Does Masood Azhar's reported detention reflect Pakistan's resolve to tackle cross-border terror?
New Delhi: While neither India nor Pakistan have officially confirmed the detention of Jaish-e-Mohammad Chief Maulana Masood Azhar, the media reports emanating from our western neighbour suggests that the Nawaz Sharif government has taken JeM chief into ‘protective custody' in connection to Pathankot attack. A minister of Pakistan's Punjab province has also said the same thing on a local TV debate.
The refusal of Pakistan government to confirm the detention is understandable because they don't want to send out a message to their internal audience that they are taking action under duress.
It seems that that Pakistan, for the first time, is acting quickly against a militant group that is accused of launching terror attacks in India. Does it signal a change in Pakistan's approach towards cross-border terror?
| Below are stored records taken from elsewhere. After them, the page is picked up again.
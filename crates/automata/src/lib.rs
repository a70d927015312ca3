#![doc = include_str!("../README.md")]

mod alphabet;
mod automaton;
mod dfa;
mod io_csv;
mod nfa;
mod random_automaton;
mod state_set;
mod subset;
mod summary;
mod table;

pub use alphabet::*;
pub use automaton::*;
pub use dfa::*;
pub use io_csv::*;
pub use nfa::*;
pub use random_automaton::*;
pub use state_set::*;
pub use subset::*;
pub use summary::*;
pub use table::*;
use std::borrow::Borrow;
use std::cmp::Ordering;
use std::fmt;
use std::slice::Iter;

use itertools::Itertools;

#[macro_export]
macro_rules! vecset {
    () => {
        $crate::VecSet::new()
    };
    ($($x:expr),+ $(,)?) => {{
        let mut __set = $crate::VecSet::new();
        $( let _ = __set.insert($x); )*
        __set
    }};
}

///
/// A set that is internally represented by a sorted vector. Mostly useful for
/// a compact representation of sets that are not changed often.
///
#[derive(Clone, PartialEq, Eq, PartialOrd, Ord, Hash)]
pub struct VecSet<T> {
    /// The internal storage with the invariant that the array is sorted.
    sorted_array: Vec<T>,
}

impl<T: Ord> VecSet<T> {
    pub fn new() -> Self {
        Self {
            sorted_array: Vec::new(),
        }
    }

    /// Returns a new set only containing the given element.
    pub fn singleton(element: T) -> Self {
        Self {
            sorted_array: vec![element],
        }
    }

    /// Returns true iff the set contains the given element. The element can be
    /// given as any borrowed form of T, for example `&str` for a `VecSet<String>`.
    pub fn contains<Q>(&self, element: &Q) -> bool
    where
        T: Borrow<Q>,
        Q: ?Sized + Ord,
    {
        self.sorted_array
            .binary_search_by(|entry| entry.borrow().cmp(element))
            .is_ok()
    }

    /// Inserts the given element into the set, returns true iff the element was
    /// inserted.
    pub fn insert(&mut self, element: T) -> bool {
        // Finds the location where to insert the element to keep the array sorted.
        if let Err(position) = self.sorted_array.binary_search(&element) {
            self.sorted_array.insert(position, element);
            return true;
        }

        false
    }

    /// Inserts all elements of the other set, returns true iff at least one
    /// element was inserted.
    pub fn insert_all(&mut self, other: &VecSet<T>) -> bool
    where
        T: Clone,
    {
        let mut changed = false;
        for element in &other.sorted_array {
            changed |= self.insert(element.clone());
        }

        changed
    }

    /// Removes the given element from the set, returns true iff the element was
    /// present.
    pub fn remove<Q>(&mut self, element: &Q) -> bool
    where
        T: Borrow<Q>,
        Q: ?Sized + Ord,
    {
        if let Ok(position) = self
            .sorted_array
            .binary_search_by(|entry| entry.borrow().cmp(element))
        {
            self.sorted_array.remove(position);
            return true;
        }

        false
    }

    /// Returns true iff this set is a subset of the other set.
    pub fn is_subset(&self, other: &VecSet<T>) -> bool {
        let mut self_iter = self.sorted_array.iter();
        let mut other_iter = other.sorted_array.iter();

        // Traverse both sets in order, checking that all elements of self are in other.
        let mut self_next = self_iter.next();
        let mut other_next = other_iter.next();

        while let Some(self_val) = self_next {
            match other_next {
                Some(other_val) => {
                    if self_val == other_val {
                        self_next = self_iter.next();
                        other_next = other_iter.next();
                    } else if self_val > other_val {
                        other_next = other_iter.next();
                    } else {
                        return false; // self_val < other_val
                    }
                }
                None => return false, // other is exhausted
            }
        }

        true
    }

    /// Returns true iff this set and the other set share at least one element.
    pub fn intersects(&self, other: &VecSet<T>) -> bool {
        let mut self_iter = self.sorted_array.iter();
        let mut other_iter = other.sorted_array.iter();

        // Traverse both sets in order until a common element is found.
        let mut self_next = self_iter.next();
        let mut other_next = other_iter.next();

        while let (Some(self_val), Some(other_val)) = (self_next, other_next) {
            match self_val.cmp(other_val) {
                Ordering::Equal => return true,
                Ordering::Less => self_next = self_iter.next(),
                Ordering::Greater => other_next = other_iter.next(),
            }
        }

        false
    }

    /// Returns true iff the set is empty.
    pub fn is_empty(&self) -> bool {
        self.sorted_array.is_empty()
    }

    /// Returns an iterator over the elements in the set, they are yielded in sorted order.
    pub fn iter(&self) -> impl Iterator<Item = &T> {
        self.sorted_array.iter()
    }

    /// Returns the number of elements in the set.
    pub fn len(&self) -> usize {
        self.sorted_array.len()
    }
}

impl<T: Ord> Default for VecSet<T> {
    fn default() -> Self {
        Self::new()
    }
}

impl<T: Ord> FromIterator<T> for VecSet<T> {
    fn from_iter<I: IntoIterator<Item = T>>(iter: I) -> Self {
        let mut set = VecSet::new();
        for element in iter {
            set.insert(element);
        }

        set
    }
}

impl<'a, T> IntoIterator for &'a VecSet<T> {
    type Item = &'a T;
    type IntoIter = Iter<'a, T>;

    fn into_iter(self) -> Self::IntoIter {
        self.sorted_array.iter()
    }
}

impl<T: fmt::Debug> fmt::Debug for VecSet<T> {
    fn fmt(&self, f: &mut fmt::Formatter<'_>) -> fmt::Result {
        write!(f, "{{{:?}}}", self.sorted_array.iter().format(", "))
    }
}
Honestly speaking, It's too early to come to any such conclusion because we can't overlook what they did in the past especially when Mumbai attacks took place or Indian Parliament was attacked. First they refused to accept involvement of any Pakistan based group in these attacks and when confronted by India with concrete evidence, they agreed to arrest the culprits under international pressure. They deliberately made weak charge sheet against these terrorists and a pliable judiciary became a willing partner in absolving these militants.
Since the Pakistan Army had provided patronage to all such terror groups, who they so cleverly call non-state actors, almost every accused, named in these cases, is today roaming free in Pakistan. And the two big names are - Hafiz Saeed and Zaki-ur-Rehman Lakhavi.
There is no denying the fact that Nawaz Sharif has always tried to normalise relations with India but he was always vetoed by Pakistan Army. Prime Minister Narendra Modi's surprise visit to Pakistan to wish Nawaz Sharif on his birthday seems to have infuriated both the terror groups operating from Pakistan and a powerful section of Pakistan Army.
To pour cold water over the goodwill generated by Modi's Lahore visit, JeM launched attack on Pathankot airbase in India. Pakistan Army's complicity is underlined by the media reports that suggest that these terrorists were given training at a Pakistani airbase. Obviously, it would not be possible in absence of at least a section of Pakistan's Armed forces extending tacit support to these terrorists.
So how do we expect Pakistani Army to take against those who are their own creation and who they keep referring to as ‘strategic assets'? They have always differentiated between ‘good terrorists' and ‘bad terrorists'. They take action against those who threaten Pakistan but turn a blind eye to those who target countries like India, Afghanistan and even USA. In fact, Pakistan Army extends tacit support to such ‘strategic assets'.
Does it not astonish that JeM is functioning freely in Pakistan despite the fact that the government has actually banned it? How can a banned outfit continue to operate cocking a snook at the law enforcement agencies? Does it not expose the double-speak of both the civilian government and military establishment in Pakistan?
Having said all this, it also can't be denied that we can't afford to become prisoners of history. If Pakistan has decided that it will also bring their ‘strategic assets' under the net of anti-terror operations and will not spare those who are indulging in cross-border terrorism – from India to Afghanistan – then it will bring a paradigm shift as far as peace and security in this region is concerned.
But the question is – how can we trust the sincerity and resolve of a government that lacks the guts to officially confirm the detention of a dreaded terrorists like Maulana Masood Azhar?
Even if they arrest him under pressure from international community especially Americans who want them to save peace talks with India, will they go whole- hog in making a water-tight case against him that could stand scrutiny in a court of law?